Old Country, Old World

We spent a day in Cape Verde on the Island of Sao Vincente off the coast of Senegal. We docked in a town called Mindelo. It had colorful if small buildings and a lazy port. Total population of all islands is 450k.

Our jeep tour guide took us into town. He did not speak English, was 24 years old and showed us a photo of his baby son named Emerson. Another English speaking tour guide explained that Cape Verde was captured by the Portuguese in the 1490s from the local Guanish people. It became a thriving centre of slave trade for hundreds of years. Slavers would drop slaves ‘captured’ in Africa here, clean them up and sell them to traders from the Americas. It was a quicker and safer way to purchase slaves then to venture up the disease infected rivers of Africa proper.   I say “captured” because often it was African tribal leaders who sold their people into slavery for trinkets.

After the slave trade was abolished in 1876, the islands suffered economic decline. Supplying ships with supplies and fuel became economical for awhile.

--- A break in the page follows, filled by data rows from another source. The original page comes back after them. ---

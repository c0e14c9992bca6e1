//! Fetcher that reads resources from a local directory.
//!
//! Used when the project files already sit on disk next to the binary, so
//! provisioning can run without an HTTP server. The URL's path is mapped onto
//! the directory; host and query are ignored. `file://` URLs are read as-is.

use std::path::{Component, Path, PathBuf};

use async_trait::async_trait;
use bytes::Bytes;
use url::Url;

use crate::error::FetchError;
use crate::executor::Fetcher;

#[derive(Debug, Clone)]
pub struct LocalFetcher {
    root: PathBuf,
}

impl LocalFetcher {
    pub fn new(root: impl Into<PathBuf>) -> Self {
        Self { root: root.into() }
    }

    pub fn root(&self) -> &Path {
        &self.root
    }

    fn resolve(&self, url: &Url) -> Result<PathBuf, FetchError> {
        if url.scheme() == "file" {
            return url.to_file_path().map_err(|()| FetchError::InvalidUrl {
                message: format!("not a local file URL: {}", url),
            });
        }

        let mut path = self.root.clone();
        for segment in url.path_segments().into_iter().flatten() {
            if segment.is_empty() {
                continue;
            }
            let decoded = urlencoding::decode(segment).map_err(|e| FetchError::InvalidUrl {
                message: format!("{}: {}", url, e),
            })?;
            // Only plain names may be appended below the root.
            let mut parts = Path::new(decoded.as_ref()).components();
            match (parts.next(), parts.next()) {
                (Some(Component::Normal(name)), None) => path.push(name),
                _ => {
                    return Err(FetchError::InvalidUrl {
                        message: format!("segment {:?} escapes {}", decoded, self.root.display()),
                    })
                }
            }
        }
        Ok(path)
    }
}

#[async_trait]
impl Fetcher for LocalFetcher {
    async fn fetch(&self, url: &Url) -> Result<Bytes, FetchError> {
        let path = self.resolve(url)?;
        tracing::debug!(%url, path = %path.display(), "reading local resource");
        match tokio::fs::read(&path).await {
            Ok(data) => Ok(Bytes::from(data)),
            Err(e) if e.kind() == std::io::ErrorKind::NotFound => {
                Err(FetchError::NotFound { url: url.clone() })
            }
            Err(e) => Err(e.into()),
        }
    }
}

#[cfg(test)]
mod tests {
    use super::*;

    #[tokio::test]
    async fn maps_url_path_onto_root() {
        let dir = tempfile::tempdir().unwrap();
        std::fs::create_dir_all(dir.path().join("res/textures")).unwrap();
        std::fs::write(dir.path().join("res/textures/a b.png"), b"png").unwrap();

        let fetcher = LocalFetcher::new(dir.path());
        let url = Url::parse("http://localhost:3000/res/textures/a%20b.png").unwrap();
        assert_eq!(fetcher.fetch(&url).await.unwrap(), Bytes::from_static(b"png"));
    }

    #[tokio::test]
    async fn missing_file_is_not_found() {
        let dir = tempfile::tempdir().unwrap();
        let fetcher = LocalFetcher::new(dir.path());
        let url = Url::parse("http://localhost/nothing.bin").unwrap();
        assert!(matches!(
            fetcher.fetch(&url).await.unwrap_err(),
            FetchError::NotFound { .. }
        ));
    }

    #[tokio::test]
    async fn encoded_traversal_is_rejected() {
        let dir = tempfile::tempdir().unwrap();
        let fetcher = LocalFetcher::new(dir.path());
        let url = Url::parse("http://localhost/res/..%2Fsecret").unwrap();
        assert!(matches!(
            fetcher.fetch(&url).await.unwrap_err(),
            FetchError::InvalidUrl { .. }
        ));
    }

    #[tokio::test]
    async fn file_urls_are_read_directly() {
        let dir = tempfile::tempdir().unwrap();
        let file = dir.path().join("files.json");
        std::fs::write(&file, b"[]").unwrap();

        let fetcher = LocalFetcher::new("/unused");
        let url = Url::from_file_path(&file).unwrap();
        assert_eq!(fetcher.fetch(&url).await.unwrap(), Bytes::from_static(b"[]"));
    }
}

But continuous changes in technology soon meant Cape Verde was no longer economically viable.  There was severe drought and thousands died in the early 20th century of starvation.

Our tour continued across the island to several deserted beaches a small town and up the mountain to 3500 feet. Nothing but dried out rock and sand greeted our eyes the whole way. There has been no rain here in 2 years!
Despite their poverty (45% unemployment, collapsed housing market, only 1 cruise ship stops/week), the people seem content and happy. Many would stare and smile shyly as we walked thru the town. Ranging in colour from fair to darkest skin, there is no racial discrimination here. It is not uncommon to see dark-skinned people with blond hair and blue eyes and fair skinned with jet black hair. The genetic mixture from centuries of migration is evident.
There was relatively little to purchase in town. There were no conventional stores at all. Marie was able to find a nice present for Michelle for her birthday. Dave found a surprisingly nice sport shirt.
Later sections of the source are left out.